**** AVAILABLE DATA
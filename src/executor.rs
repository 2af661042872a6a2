//! Batch mode: run translated fragments once against the piped input.

use crate::interpreter::{EvalError, Interpreter};
use crate::translate::Fragment;
use std::io::{self, IsTerminal, Write};

/// Run `fragments` in order, stopping at the first failure.
///
/// A write to a closed downstream pipe (`lpipe ... | head -1`) ends the run
/// quietly when stdout is not a terminal.
///
/// # Errors
///
/// Returns the first evaluation error that is not a swallowed broken pipe.
pub fn run_batch(interpreter: &Interpreter, fragments: &[Fragment]) -> Result<(), EvalError> {
    let stdout_is_terminal = io::stdout().is_terminal();

    for (index, fragment) in fragments.iter().enumerate() {
        log::debug!("running fragment {index}: {fragment}");
        if let Err(e) = interpreter.exec(fragment.source()) {
            if swallow(&e, stdout_is_terminal) {
                log::debug!("downstream closed the pipe; stopping");
                return Ok(());
            }
            return Err(e);
        }
    }

    if let Err(e) = io::stdout().flush() {
        if e.kind() == io::ErrorKind::BrokenPipe && !stdout_is_terminal {
            return Ok(());
        }
        return Err(EvalError::Lua(mlua::Error::external(e)));
    }
    Ok(())
}

fn swallow(error: &EvalError, stdout_is_terminal: bool) -> bool {
    error.is_broken_pipe() && !stdout_is_terminal
}
//! Settings read from the environment.

/// Overrides the interpreter invoked by exported wrapper scripts.
pub const LUA_PROGRAM_ENV: &str = "LPIPE_LUA";

/// `env_logger` filter for diagnostics.
pub const LOG_ENV: &str = "LPIPE_LOG";

/// Standalone interpreters tried, in order, when `LPIPE_LUA` is unset.
const LUA_CANDIDATES: [&str; 2] = ["lua5.4", "lua"];

#[derive(Debug, Clone, PartialEq, Eq)]
pub struct Settings {
    /// Program that runs exported wrapper scripts (`<program> -e "$CODE"`).
    pub lua_program: String,
}

impl Settings {
    /// Build settings from the process environment.
    #[must_use]
    pub fn from_env() -> Self {
        let lua_program = std::env::var(LUA_PROGRAM_ENV)
            .ok()
            .filter(|program| !program.trim().is_empty())
            .unwrap_or_else(get_lua_executable);
        log::debug!("exported wrappers will run '{lua_program}'");
        Self { lua_program }
    }
}

impl Default for Settings {
    fn default() -> Self {
        Self {
            lua_program: "lua".to_string(),
        }
    }
}

/// Get the Lua executable (prefers an explicitly versioned 5.4 binary).
fn get_lua_executable() -> String {
    LUA_CANDIDATES
        .iter()
        .find(|candidate| which::which(candidate).is_ok())
        .map_or_else(|| "lua".to_string(), ToString::to_string)
}

#[cfg(test)]
mod tests {
    use super::*;

    #[test]
    fn test_default_program() {
        assert_eq!(Settings::default().lua_program, "lua");
    }

    #[test]
    fn test_lua_executable_is_a_candidate() {
        assert!(LUA_CANDIDATES.contains(&get_lua_executable().as_str()));
    }
}
//! # lpipe
//!
//! An interactive Lua shell that sits at the end of a pipe.
//!
//! Command-line flags are translated, in the order given, into Lua fragments
//! run against the piped input. With no flags, a REPL starts instead; its
//! successfully evaluated statements can be exported as a Lua script or an
//! executable bash wrapper.

pub mod args;
pub mod cli;
pub mod config;
pub mod executor;
pub mod export;
pub mod history;
pub mod interpreter;
pub mod magic;
pub mod repl;
pub mod translate;

/// Print an error message and exit with code 1.
pub fn fatal_error(message: &str) -> ! {
    eprintln!("{message}");
    std::process::exit(1);
}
********
= EXERCISE =
Count every line in the records that holds "flags" and give that count by itself.

= SOLVED PROBLEM =
2